RECORDED DATA:
-*-

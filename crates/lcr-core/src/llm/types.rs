//! Completion result types

use serde::{Deserialize, Serialize};

/// Token usage reported by the provider for one exchange
#[derive(Debug, Clone, Copy, Default, PartialEq, Eq, Serialize, Deserialize)]
pub struct TokenUsage {
    pub prompt_tokens: u64,
    pub completion_tokens: u64,
}

impl TokenUsage {
    pub fn new(prompt_tokens: u64, completion_tokens: u64) -> Self {
        Self {
            prompt_tokens,
            completion_tokens,
        }
    }

    pub fn total_tokens(&self) -> u64 {
        self.prompt_tokens + self.completion_tokens
    }

    /// Add another exchange's usage to this one
    pub fn add(&mut self, other: TokenUsage) {
        self.prompt_tokens += other.prompt_tokens;
        self.completion_tokens += other.completion_tokens;
    }
}

/// Response text plus usage of one successful call
#[derive(Debug, Clone, Default, PartialEq, Eq)]
pub struct CompletionOutcome {
    pub text: String,
    pub usage: TokenUsage,
}
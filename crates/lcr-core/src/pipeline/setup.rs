//! Assembling a pipeline from a [`RunConfig`]

use super::executor::Pipeline;
use crate::concurrency::ConcurrencyGate;
use crate::config::{RunConfig, load_models_file};
use crate::dataset::{FsDocumentSource, QuestionRecord, load_questions};
use crate::error::EvalResult;
use crate::llm::ChatCompletion;
use crate::runner::TaskRunner;
use crate::store::{HEADER_WIDTH, ResultStore};
use crate::tokens::{TokenBudget, Tokenizer};
use chrono::{DateTime, Local};
use std::path::PathBuf;
use std::sync::Arc;
use tracing::info;

/// What a run will do, decided before any file is written
#[derive(Debug)]
pub enum RunPlan {
    /// No pending question and no existing result file
    NothingToDo { result_path: PathBuf },
    Ready {
        pipeline: Box<Pipeline>,
        questions: Vec<QuestionRecord>,
    },
}

/// Load models, dataset and the result file for `config`.
///
/// Missing models are configuration errors raised before anything is
/// written. When nothing is pending and the result file does not exist yet,
/// no file is created.
pub fn plan_run(
    config: &RunConfig,
    client: Arc<dyn ChatCompletion>,
    tokenizer: Arc<dyn Tokenizer>,
    now: DateTime<Local>,
) -> EvalResult<RunPlan> {
    let models = load_models_file(&config.models_path)?;
    let model = models.get(&config.model_id)?.clone();
    let judge_model = models.get(&config.judge_model_id)?.clone();

    let result_path = config.result_path(now);
    let questions = load_questions(&config.dataset_path)?;

    let scan = ResultStore::scan(&result_path)?;
    let pending = questions
        .iter()
        .filter(|question| !scan.done_ids.contains(question.id.trim()))
        .count();
    let pending = config.num_tasks.map_or(pending, |limit| pending.min(limit));
    if pending == 0 && !result_path.exists() {
        info!(path = %result_path.display(), "nothing to run");
        return Ok(RunPlan::NothingToDo { result_path });
    }

    let store = ResultStore::open(&result_path, HEADER_WIDTH)?;
    let runner = TaskRunner::new(
        client,
        Arc::new(FsDocumentSource::new(&config.documents_root)),
        TokenBudget::new(tokenizer, config.context_length),
        ConcurrencyGate::new(config.max_concurrency),
        model,
        judge_model,
        config.retries,
    );
    let pipeline = Pipeline::new(runner, store).with_limit(config.num_tasks);

    Ok(RunPlan::Ready {
        pipeline: Box::new(pipeline),
        questions,
    })
}
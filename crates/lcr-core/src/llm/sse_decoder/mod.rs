//! Server-Sent Events decoder for streamed chat completions
//!
//! Network chunks may end in the middle of an event or in the middle of a
//! multi-byte UTF-8 character; both are buffered until the next chunk.

mod event;

pub use event::SseEvent;

/// Buffered SSE decoder
#[derive(Debug, Default)]
pub struct SseDecoder {
    /// Decoded text not yet terminated by a blank line
    buffer: String,
    /// Trailing bytes of an incomplete UTF-8 sequence
    pending_bytes: Vec<u8>,
}

impl SseDecoder {
    pub fn new() -> Self {
        Self::default()
    }

    /// Feed raw bytes and return every event completed by them
    pub fn feed(&mut self, chunk: &[u8]) -> Vec<SseEvent> {
        self.pending_bytes.extend_from_slice(chunk);
        let bytes = std::mem::take(&mut self.pending_bytes);

        match std::str::from_utf8(&bytes) {
            Ok(text) => self.buffer.push_str(text),
            Err(e) => {
                let valid_up_to = e.valid_up_to();
                // valid_up_to is a char boundary by definition
                self.buffer
                    .push_str(&String::from_utf8_lossy(&bytes[..valid_up_to]));
                match e.error_len() {
                    // incomplete sequence at the end: keep for the next chunk
                    None => self.pending_bytes = bytes[valid_up_to..].to_vec(),
                    Some(bad) => {
                        tracing::warn!(position = valid_up_to, "invalid UTF-8 in event stream");
                        self.buffer.push('\u{fffd}');
                        let rest = bytes[valid_up_to + bad..].to_vec();
                        return self.feed(&rest);
                    }
                }
            }
        }

        self.drain_events()
    }

    /// Flush whatever is left once the byte stream has ended
    pub fn finish(&mut self) -> Option<SseEvent> {
        if !self.pending_bytes.is_empty() {
            let rest = std::mem::take(&mut self.pending_bytes);
            self.buffer.push_str(&String::from_utf8_lossy(&rest));
        }
        let text = std::mem::take(&mut self.buffer);
        parse_event(&text)
    }

    fn drain_events(&mut self) -> Vec<SseEvent> {
        let mut events = Vec::new();
        while let Some((end, delimiter_len)) = self.next_boundary() {
            let text: String = self.buffer.drain(..end + delimiter_len).collect();
            if let Some(event) = parse_event(&text[..end]) {
                events.push(event);
            }
        }
        events
    }

    /// Position and length of the first blank-line delimiter
    fn next_boundary(&self) -> Option<(usize, usize)> {
        let lf = self.buffer.find("\n\n").map(|pos| (pos, 2));
        let crlf = self.buffer.find("\r\n\r\n").map(|pos| (pos, 4));
        match (lf, crlf) {
            (Some(a), Some(b)) => Some(if a.0 <= b.0 { a } else { b }),
            (a, b) => a.or(b),
        }
    }
}

fn parse_event(text: &str) -> Option<SseEvent> {
    let mut event_type = None;
    let mut data_lines: Vec<&str> = Vec::new();

    for line in text.lines() {
        if line.is_empty() || line.starts_with(':') {
            continue;
        }
        if let Some(value) = line.strip_prefix("data:") {
            data_lines.push(value.strip_prefix(' ').unwrap_or(value));
        } else if let Some(value) = line.strip_prefix("event:") {
            event_type = Some(value.trim().to_string());
        }
        // id:, retry: and unknown fields carry nothing we use
    }

    if data_lines.is_empty() {
        return None;
    }

    Some(SseEvent {
        event_type,
        data: data_lines.join("\n"),
    })
}
//! Fixed-width statistics header

use crate::error::{EvalError, EvalResult};
use chrono::{DateTime, Local, TimeZone};
use serde::{Deserialize, Serialize};

/// Byte width of the header line, excluding the trailing newline
pub const HEADER_WIDTH: usize = 200;

const TIMESTAMP_FORMAT: &str = "%Y-%m-%d %H:%M:%S";

/// Running counters of a result file
#[derive(Debug, Clone, Copy, Default, PartialEq, Eq)]
pub struct StatsHeader {
    pub correct: u64,
    pub total: u64,
}

#[derive(Serialize, Deserialize)]
struct HeaderLine {
    #[serde(rename = "_meta_stats")]
    meta_stats: bool,
    accuracy: String,
    correct: u64,
    total: u64,
    updated_at: String,
}

impl StatsHeader {
    pub fn new(correct: u64, total: u64) -> Self {
        Self { correct, total }
    }

    /// Fold one persisted verdict into the counters
    pub fn record(&mut self, correct: bool) {
        self.total += 1;
        if correct {
            self.correct += 1;
        }
    }

    /// Percentage of correct results, 0.0 for an empty file
    pub fn accuracy(&self) -> f64 {
        if self.total == 0 {
            0.0
        } else {
            self.correct as f64 / self.total as f64 * 100.0
        }
    }

    pub fn accuracy_label(&self) -> String {
        format!("{:.2}%", self.accuracy())
    }

    /// Serialized header object without padding
    pub fn encode_at<Tz: TimeZone>(&self, now: &DateTime<Tz>) -> EvalResult<String>
    where
        Tz::Offset: std::fmt::Display,
    {
        let line = HeaderLine {
            meta_stats: true,
            accuracy: self.accuracy_label(),
            correct: self.correct,
            total: self.total,
            updated_at: now.format(TIMESTAMP_FORMAT).to_string(),
        };
        Ok(serde_json::to_string(&line)?)
    }

    /// Padded header line stamped with the current local time
    pub fn render(&self, width: usize) -> EvalResult<String> {
        self.render_at(width, &Local::now())
    }

    /// Header padded with spaces to `width` bytes, plus a newline.
    /// Refuses to truncate.
    pub fn render_at<Tz: TimeZone>(&self, width: usize, now: &DateTime<Tz>) -> EvalResult<String>
    where
        Tz::Offset: std::fmt::Display,
    {
        let mut line = self.encode_at(now)?;
        if line.len() > width {
            return Err(EvalError::storage(format!(
                "Header of {} bytes does not fit in {} bytes",
                line.len(),
                width
            )));
        }
        line.extend(std::iter::repeat_n(' ', width - line.len()));
        line.push('\n');
        Ok(line)
    }

    /// Largest header any counter values can produce
    pub fn max_encoded_len() -> usize {
        let worst = StatsHeader::new(u64::MAX, u64::MAX);
        worst
            .encode_at(&Local::now())
            .map(|line| line.len())
            .unwrap_or(usize::MAX)
    }

    /// Fail fast when `width` cannot hold every possible header
    pub fn check_width(width: usize) -> EvalResult<()> {
        let needed = Self::max_encoded_len();
        if needed > width {
            return Err(EvalError::config_with_context(
                format!("Header width {} is smaller than {} bytes", width, needed),
                "result store",
            ));
        }
        Ok(())
    }
}

/// Whether a parsed JSON line is a statistics header
pub fn is_header_object(value: &serde_json::Value) -> bool {
    value
        .as_object()
        .is_some_and(|map| map.contains_key("_meta_stats"))
}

-*-

TASK INSTRUCTIONS: Read each line of the material, and wherever the word "SseEvent" turns up, copy that line.

ANSWER SPACE:
pub use event::SseEvent;
    pub fn feed(&mut self, chunk: &[u8]) -> Vec<SseEvent> {
    pub fn finish(&mut self) -> Option<SseEvent> {
    fn drain_events(&mut self) -> Vec<SseEvent> {
fn parse_event(text: &str) -> Option<SseEvent> {
    Some(SseEvent {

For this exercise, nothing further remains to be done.